> [Dataset excerpts]:

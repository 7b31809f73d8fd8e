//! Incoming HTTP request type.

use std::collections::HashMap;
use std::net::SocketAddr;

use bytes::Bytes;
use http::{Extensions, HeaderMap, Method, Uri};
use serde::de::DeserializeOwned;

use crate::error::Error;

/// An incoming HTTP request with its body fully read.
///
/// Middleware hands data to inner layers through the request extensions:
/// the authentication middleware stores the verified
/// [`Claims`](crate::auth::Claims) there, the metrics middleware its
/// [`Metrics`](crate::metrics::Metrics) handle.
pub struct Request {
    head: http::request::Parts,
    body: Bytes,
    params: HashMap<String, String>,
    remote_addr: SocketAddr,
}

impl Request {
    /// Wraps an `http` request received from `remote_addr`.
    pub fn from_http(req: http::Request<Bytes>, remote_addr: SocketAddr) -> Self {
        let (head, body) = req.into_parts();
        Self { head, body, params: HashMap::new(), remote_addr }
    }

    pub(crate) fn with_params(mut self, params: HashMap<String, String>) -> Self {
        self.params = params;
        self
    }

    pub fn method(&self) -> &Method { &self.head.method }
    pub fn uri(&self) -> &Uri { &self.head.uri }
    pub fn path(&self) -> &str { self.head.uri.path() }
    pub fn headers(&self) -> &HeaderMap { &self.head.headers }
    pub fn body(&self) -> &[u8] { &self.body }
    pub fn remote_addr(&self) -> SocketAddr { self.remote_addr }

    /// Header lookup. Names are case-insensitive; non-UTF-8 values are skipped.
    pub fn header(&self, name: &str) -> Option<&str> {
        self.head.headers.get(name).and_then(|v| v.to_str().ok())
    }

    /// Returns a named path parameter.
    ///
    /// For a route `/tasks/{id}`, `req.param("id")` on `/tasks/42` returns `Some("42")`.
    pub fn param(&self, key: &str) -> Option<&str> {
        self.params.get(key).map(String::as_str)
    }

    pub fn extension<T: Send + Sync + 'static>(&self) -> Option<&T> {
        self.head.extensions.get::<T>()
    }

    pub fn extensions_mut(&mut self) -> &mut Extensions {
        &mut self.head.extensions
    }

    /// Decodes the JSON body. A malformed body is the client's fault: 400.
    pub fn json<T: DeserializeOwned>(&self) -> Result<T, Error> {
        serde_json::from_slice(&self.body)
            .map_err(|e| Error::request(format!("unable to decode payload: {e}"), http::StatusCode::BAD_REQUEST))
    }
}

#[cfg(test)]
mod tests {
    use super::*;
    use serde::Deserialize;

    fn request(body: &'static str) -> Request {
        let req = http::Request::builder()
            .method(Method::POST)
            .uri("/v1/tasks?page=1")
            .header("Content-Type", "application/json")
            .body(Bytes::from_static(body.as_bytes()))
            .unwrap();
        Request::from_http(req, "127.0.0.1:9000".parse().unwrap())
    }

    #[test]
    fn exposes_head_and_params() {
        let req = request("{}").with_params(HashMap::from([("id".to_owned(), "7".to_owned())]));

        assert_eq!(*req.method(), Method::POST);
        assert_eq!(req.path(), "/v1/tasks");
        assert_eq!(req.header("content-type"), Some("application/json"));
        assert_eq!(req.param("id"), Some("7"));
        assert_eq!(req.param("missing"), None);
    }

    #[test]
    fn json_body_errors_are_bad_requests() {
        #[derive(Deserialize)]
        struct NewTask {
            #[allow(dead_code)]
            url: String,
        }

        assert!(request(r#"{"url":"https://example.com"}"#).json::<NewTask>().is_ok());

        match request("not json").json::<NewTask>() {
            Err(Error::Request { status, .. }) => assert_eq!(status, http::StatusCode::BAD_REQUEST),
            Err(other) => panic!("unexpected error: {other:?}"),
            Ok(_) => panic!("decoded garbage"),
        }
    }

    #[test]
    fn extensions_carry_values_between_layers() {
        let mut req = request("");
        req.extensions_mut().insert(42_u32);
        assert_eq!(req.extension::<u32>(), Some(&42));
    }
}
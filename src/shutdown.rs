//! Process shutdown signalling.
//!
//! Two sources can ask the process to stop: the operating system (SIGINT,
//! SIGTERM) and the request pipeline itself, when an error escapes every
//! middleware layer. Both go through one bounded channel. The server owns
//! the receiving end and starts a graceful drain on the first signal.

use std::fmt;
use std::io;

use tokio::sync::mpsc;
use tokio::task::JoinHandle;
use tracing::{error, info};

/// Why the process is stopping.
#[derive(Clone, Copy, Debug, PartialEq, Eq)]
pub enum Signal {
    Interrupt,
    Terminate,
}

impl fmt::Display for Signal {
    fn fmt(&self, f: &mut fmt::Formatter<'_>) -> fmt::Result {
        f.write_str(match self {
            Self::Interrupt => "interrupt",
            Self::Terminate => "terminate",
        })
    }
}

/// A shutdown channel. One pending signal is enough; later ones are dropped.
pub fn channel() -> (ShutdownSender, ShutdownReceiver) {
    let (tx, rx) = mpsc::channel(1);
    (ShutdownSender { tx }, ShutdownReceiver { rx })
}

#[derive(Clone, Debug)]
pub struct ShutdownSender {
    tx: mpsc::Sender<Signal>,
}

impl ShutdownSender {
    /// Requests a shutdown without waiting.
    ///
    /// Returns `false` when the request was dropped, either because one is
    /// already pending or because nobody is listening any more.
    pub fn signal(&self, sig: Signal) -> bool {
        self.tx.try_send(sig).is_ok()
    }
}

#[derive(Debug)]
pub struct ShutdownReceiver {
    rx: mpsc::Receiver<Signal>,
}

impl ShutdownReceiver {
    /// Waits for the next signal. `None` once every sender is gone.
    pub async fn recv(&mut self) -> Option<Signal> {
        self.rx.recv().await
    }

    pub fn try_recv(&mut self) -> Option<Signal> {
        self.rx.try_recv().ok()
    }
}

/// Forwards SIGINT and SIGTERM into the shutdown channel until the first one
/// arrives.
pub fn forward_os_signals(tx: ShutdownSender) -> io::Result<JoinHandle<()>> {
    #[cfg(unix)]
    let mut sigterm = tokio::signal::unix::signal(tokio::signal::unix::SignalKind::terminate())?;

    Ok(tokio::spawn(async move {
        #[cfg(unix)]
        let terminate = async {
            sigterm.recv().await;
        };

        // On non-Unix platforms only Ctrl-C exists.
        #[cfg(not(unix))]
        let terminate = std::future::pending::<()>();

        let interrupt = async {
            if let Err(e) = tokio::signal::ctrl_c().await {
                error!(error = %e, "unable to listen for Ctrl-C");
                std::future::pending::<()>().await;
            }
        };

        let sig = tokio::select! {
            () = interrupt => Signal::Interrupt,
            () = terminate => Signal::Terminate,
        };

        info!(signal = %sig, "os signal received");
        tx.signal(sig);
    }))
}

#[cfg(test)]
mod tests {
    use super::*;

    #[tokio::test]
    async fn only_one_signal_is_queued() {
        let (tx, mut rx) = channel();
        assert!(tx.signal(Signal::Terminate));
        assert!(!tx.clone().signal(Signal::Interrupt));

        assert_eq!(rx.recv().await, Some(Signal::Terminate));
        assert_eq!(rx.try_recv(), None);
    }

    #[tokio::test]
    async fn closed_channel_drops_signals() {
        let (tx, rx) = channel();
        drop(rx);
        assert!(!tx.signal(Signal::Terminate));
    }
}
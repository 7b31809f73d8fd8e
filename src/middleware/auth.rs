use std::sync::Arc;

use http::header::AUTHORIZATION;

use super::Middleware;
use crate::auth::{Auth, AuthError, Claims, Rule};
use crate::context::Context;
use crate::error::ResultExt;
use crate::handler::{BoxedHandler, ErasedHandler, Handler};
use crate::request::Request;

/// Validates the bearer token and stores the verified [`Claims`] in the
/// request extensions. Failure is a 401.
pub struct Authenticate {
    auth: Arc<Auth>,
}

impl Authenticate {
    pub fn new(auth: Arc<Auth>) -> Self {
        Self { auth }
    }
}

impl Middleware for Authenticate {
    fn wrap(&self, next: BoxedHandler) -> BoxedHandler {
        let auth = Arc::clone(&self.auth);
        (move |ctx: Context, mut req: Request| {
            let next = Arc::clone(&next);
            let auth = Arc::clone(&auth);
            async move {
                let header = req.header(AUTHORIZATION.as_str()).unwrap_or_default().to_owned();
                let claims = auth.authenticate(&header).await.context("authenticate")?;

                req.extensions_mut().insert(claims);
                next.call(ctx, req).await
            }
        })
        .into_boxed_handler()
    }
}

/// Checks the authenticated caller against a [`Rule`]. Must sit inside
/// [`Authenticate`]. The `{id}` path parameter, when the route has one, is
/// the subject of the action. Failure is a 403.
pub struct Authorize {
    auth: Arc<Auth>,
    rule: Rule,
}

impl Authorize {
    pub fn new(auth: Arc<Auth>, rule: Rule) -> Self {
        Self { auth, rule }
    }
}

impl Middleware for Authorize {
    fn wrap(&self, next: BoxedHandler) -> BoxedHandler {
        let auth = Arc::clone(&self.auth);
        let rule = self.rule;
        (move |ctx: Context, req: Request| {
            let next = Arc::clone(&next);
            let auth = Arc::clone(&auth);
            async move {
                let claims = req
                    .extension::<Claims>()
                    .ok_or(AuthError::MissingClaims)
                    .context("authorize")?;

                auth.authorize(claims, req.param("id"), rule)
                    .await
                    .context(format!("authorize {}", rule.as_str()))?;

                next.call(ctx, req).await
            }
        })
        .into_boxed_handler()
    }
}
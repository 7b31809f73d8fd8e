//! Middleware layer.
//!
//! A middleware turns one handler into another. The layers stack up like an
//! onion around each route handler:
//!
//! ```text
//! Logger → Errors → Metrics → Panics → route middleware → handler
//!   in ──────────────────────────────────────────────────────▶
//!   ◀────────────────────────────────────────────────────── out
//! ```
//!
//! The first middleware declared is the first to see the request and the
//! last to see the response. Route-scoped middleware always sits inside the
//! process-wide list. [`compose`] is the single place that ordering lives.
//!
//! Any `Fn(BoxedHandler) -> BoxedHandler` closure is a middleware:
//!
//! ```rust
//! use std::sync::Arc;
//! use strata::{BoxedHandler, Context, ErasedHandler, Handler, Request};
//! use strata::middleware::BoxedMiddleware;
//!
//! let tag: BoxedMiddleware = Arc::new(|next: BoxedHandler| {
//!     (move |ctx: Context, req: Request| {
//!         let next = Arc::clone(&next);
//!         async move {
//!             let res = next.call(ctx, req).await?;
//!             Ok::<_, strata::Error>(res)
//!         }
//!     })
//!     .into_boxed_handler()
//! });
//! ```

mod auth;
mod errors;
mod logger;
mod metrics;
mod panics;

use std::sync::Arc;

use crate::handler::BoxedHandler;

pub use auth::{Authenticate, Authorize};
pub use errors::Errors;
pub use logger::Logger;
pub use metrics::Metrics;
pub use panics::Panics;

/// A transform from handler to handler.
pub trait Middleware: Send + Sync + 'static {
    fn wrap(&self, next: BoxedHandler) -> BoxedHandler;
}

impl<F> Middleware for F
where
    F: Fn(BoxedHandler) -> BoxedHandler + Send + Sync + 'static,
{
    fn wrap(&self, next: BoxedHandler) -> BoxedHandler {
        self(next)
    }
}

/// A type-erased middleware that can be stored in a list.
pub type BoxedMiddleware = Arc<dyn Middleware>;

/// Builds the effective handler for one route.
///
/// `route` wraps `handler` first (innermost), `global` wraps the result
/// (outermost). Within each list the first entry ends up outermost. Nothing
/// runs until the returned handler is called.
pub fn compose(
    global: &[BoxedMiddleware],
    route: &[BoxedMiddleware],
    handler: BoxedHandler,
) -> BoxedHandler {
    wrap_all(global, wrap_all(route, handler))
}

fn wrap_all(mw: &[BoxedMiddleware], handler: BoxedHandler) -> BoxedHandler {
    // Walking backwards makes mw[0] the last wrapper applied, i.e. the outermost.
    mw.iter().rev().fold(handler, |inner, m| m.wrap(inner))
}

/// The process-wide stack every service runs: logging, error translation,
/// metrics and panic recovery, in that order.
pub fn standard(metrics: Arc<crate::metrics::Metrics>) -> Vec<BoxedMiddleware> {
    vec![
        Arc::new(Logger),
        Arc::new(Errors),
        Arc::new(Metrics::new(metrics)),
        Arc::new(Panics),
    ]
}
--
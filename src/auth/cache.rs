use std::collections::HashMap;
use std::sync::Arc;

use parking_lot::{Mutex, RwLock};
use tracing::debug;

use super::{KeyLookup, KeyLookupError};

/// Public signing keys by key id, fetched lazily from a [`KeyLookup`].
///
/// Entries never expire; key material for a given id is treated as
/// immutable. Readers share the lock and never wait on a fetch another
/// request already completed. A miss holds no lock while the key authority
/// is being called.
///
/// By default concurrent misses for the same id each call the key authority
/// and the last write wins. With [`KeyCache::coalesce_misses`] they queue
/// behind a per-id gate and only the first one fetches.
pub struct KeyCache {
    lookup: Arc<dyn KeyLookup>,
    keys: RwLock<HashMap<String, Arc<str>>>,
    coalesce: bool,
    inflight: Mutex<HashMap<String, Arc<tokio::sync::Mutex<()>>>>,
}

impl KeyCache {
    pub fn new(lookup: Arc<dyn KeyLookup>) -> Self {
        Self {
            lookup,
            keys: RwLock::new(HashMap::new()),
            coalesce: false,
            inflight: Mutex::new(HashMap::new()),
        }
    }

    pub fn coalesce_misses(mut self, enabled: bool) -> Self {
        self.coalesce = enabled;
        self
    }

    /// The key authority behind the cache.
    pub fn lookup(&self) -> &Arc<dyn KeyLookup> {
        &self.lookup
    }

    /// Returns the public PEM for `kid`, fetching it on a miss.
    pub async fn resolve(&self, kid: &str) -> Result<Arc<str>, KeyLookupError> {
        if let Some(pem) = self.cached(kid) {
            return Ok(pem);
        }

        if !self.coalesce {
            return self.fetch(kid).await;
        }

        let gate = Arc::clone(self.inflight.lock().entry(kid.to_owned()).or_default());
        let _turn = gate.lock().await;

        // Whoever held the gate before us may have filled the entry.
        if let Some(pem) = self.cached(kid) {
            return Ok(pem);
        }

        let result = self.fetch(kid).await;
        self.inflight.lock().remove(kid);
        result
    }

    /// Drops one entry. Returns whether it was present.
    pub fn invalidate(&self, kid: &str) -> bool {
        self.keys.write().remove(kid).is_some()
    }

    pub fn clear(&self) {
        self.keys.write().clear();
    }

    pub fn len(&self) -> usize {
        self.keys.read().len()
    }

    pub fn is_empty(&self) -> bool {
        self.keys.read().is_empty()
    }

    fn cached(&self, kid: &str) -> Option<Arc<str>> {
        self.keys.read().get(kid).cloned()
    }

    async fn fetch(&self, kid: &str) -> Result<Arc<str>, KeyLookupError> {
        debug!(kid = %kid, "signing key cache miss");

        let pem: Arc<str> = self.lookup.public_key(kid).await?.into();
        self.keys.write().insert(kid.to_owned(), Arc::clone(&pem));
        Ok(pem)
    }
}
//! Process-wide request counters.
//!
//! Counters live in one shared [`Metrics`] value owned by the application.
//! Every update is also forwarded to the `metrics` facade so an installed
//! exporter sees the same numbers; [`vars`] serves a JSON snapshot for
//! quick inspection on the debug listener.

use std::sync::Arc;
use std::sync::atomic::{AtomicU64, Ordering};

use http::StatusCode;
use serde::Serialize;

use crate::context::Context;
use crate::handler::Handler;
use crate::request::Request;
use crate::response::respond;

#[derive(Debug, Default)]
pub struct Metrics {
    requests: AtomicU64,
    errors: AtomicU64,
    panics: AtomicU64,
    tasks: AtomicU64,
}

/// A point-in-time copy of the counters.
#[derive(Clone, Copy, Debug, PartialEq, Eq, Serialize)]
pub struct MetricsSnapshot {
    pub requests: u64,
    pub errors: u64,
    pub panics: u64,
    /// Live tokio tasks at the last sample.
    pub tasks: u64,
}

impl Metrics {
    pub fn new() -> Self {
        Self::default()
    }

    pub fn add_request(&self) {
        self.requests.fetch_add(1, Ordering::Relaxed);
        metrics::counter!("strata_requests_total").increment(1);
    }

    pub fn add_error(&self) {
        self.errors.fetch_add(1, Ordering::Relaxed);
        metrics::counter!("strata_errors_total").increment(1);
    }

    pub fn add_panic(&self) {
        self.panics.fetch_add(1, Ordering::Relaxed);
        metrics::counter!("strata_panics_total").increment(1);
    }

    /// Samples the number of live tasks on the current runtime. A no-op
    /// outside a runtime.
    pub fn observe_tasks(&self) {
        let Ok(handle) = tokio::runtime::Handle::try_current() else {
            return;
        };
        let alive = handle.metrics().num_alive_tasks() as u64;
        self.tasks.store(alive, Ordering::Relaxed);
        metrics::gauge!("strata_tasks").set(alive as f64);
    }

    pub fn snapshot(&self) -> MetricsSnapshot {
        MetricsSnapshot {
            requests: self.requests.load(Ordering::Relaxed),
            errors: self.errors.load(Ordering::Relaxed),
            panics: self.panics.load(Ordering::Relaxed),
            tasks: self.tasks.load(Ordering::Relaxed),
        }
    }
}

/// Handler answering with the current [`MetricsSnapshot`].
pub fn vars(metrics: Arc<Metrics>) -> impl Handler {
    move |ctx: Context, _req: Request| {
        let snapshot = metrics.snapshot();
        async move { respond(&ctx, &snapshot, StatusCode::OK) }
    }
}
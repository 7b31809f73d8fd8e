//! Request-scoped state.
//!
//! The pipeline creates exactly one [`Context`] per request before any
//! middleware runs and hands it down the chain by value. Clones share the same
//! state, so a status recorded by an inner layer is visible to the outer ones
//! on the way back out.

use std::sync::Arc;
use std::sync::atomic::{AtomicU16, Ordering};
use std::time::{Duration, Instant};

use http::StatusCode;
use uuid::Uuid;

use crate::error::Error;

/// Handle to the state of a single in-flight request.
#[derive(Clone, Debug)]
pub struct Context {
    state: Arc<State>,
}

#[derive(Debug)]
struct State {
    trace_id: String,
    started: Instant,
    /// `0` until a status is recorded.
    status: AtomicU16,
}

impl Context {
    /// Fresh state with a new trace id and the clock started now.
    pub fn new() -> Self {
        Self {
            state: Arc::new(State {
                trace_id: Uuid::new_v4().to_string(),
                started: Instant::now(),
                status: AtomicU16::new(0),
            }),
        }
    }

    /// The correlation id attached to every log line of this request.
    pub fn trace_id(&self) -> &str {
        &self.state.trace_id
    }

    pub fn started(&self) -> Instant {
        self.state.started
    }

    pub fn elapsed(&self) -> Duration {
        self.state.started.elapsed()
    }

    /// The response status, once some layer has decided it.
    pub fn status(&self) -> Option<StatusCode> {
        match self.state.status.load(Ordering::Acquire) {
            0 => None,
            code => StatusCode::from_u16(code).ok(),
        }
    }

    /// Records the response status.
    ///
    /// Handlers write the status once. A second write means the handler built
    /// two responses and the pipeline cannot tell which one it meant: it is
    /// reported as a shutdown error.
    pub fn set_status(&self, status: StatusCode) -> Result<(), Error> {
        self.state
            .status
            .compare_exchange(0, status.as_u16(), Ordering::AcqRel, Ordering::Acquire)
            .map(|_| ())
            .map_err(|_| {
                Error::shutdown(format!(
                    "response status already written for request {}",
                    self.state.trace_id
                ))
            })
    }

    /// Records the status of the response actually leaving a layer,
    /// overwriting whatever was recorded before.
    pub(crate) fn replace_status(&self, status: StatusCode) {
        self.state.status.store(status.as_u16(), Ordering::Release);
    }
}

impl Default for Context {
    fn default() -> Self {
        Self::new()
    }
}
--
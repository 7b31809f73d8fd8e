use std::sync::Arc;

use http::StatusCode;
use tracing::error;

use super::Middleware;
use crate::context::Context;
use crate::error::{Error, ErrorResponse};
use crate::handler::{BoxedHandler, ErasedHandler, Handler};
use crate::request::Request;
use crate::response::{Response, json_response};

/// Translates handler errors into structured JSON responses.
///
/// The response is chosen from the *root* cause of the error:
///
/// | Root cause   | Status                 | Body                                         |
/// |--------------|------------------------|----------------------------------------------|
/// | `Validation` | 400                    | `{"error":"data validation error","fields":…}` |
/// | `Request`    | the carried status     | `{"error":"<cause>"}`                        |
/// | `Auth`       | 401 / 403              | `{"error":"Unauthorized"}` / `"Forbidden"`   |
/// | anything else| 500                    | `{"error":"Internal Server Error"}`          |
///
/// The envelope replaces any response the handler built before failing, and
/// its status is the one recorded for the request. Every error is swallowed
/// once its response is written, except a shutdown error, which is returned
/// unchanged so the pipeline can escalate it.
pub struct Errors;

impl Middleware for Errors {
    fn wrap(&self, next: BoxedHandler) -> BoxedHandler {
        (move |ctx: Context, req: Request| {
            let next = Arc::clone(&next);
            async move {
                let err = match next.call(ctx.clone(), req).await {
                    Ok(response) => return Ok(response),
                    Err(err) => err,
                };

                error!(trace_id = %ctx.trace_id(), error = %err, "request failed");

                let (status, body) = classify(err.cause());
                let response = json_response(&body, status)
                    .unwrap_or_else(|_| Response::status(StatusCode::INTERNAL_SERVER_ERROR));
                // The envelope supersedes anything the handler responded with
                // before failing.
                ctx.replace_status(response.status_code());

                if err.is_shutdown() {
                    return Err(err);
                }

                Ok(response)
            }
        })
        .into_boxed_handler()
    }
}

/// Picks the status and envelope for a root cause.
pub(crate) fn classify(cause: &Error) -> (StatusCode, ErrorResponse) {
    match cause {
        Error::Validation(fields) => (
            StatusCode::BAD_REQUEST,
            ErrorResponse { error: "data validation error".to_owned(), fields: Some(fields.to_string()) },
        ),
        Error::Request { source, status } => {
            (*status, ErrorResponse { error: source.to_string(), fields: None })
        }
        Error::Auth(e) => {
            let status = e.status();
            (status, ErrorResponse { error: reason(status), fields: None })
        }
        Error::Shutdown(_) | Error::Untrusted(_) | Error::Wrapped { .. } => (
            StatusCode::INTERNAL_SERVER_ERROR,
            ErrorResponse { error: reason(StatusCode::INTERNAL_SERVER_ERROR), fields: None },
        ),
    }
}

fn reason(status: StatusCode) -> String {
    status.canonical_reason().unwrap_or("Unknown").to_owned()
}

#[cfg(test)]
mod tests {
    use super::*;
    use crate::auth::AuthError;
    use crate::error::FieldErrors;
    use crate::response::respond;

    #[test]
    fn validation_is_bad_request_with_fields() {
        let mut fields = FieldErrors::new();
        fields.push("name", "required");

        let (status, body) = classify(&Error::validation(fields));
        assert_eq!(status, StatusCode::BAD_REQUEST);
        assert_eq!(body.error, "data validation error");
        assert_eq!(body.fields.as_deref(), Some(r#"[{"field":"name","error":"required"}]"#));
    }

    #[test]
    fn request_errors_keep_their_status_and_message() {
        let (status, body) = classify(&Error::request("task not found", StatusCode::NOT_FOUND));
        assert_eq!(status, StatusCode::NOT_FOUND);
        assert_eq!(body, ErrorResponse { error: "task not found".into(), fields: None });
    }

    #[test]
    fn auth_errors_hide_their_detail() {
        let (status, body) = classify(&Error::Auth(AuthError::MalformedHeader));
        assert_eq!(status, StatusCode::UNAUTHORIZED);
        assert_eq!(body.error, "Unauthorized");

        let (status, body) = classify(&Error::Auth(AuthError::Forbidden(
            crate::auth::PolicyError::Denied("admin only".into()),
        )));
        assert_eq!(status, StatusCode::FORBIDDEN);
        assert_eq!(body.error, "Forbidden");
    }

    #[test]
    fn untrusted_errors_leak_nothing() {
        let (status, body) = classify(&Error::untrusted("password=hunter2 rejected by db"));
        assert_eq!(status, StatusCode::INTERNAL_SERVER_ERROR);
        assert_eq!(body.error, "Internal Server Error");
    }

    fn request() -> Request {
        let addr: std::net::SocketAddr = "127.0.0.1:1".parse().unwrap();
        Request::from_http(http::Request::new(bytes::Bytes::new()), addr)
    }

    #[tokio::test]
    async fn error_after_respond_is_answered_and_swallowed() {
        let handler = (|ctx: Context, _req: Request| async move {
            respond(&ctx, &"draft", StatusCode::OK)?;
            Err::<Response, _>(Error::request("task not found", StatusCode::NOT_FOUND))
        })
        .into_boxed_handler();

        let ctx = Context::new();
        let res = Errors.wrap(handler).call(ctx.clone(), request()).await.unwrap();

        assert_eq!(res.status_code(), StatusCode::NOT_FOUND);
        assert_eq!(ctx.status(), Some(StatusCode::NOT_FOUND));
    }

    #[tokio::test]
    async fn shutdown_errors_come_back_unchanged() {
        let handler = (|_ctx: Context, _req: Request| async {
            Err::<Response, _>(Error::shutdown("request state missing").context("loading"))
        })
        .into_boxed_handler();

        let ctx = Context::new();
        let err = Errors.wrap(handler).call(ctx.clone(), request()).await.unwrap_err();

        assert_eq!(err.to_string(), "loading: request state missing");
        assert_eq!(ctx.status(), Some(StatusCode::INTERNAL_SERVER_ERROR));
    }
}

> [Work task]: Count the lines in the listing above that include the word "recorded". Reply with the number only.

> [Answer space]: 4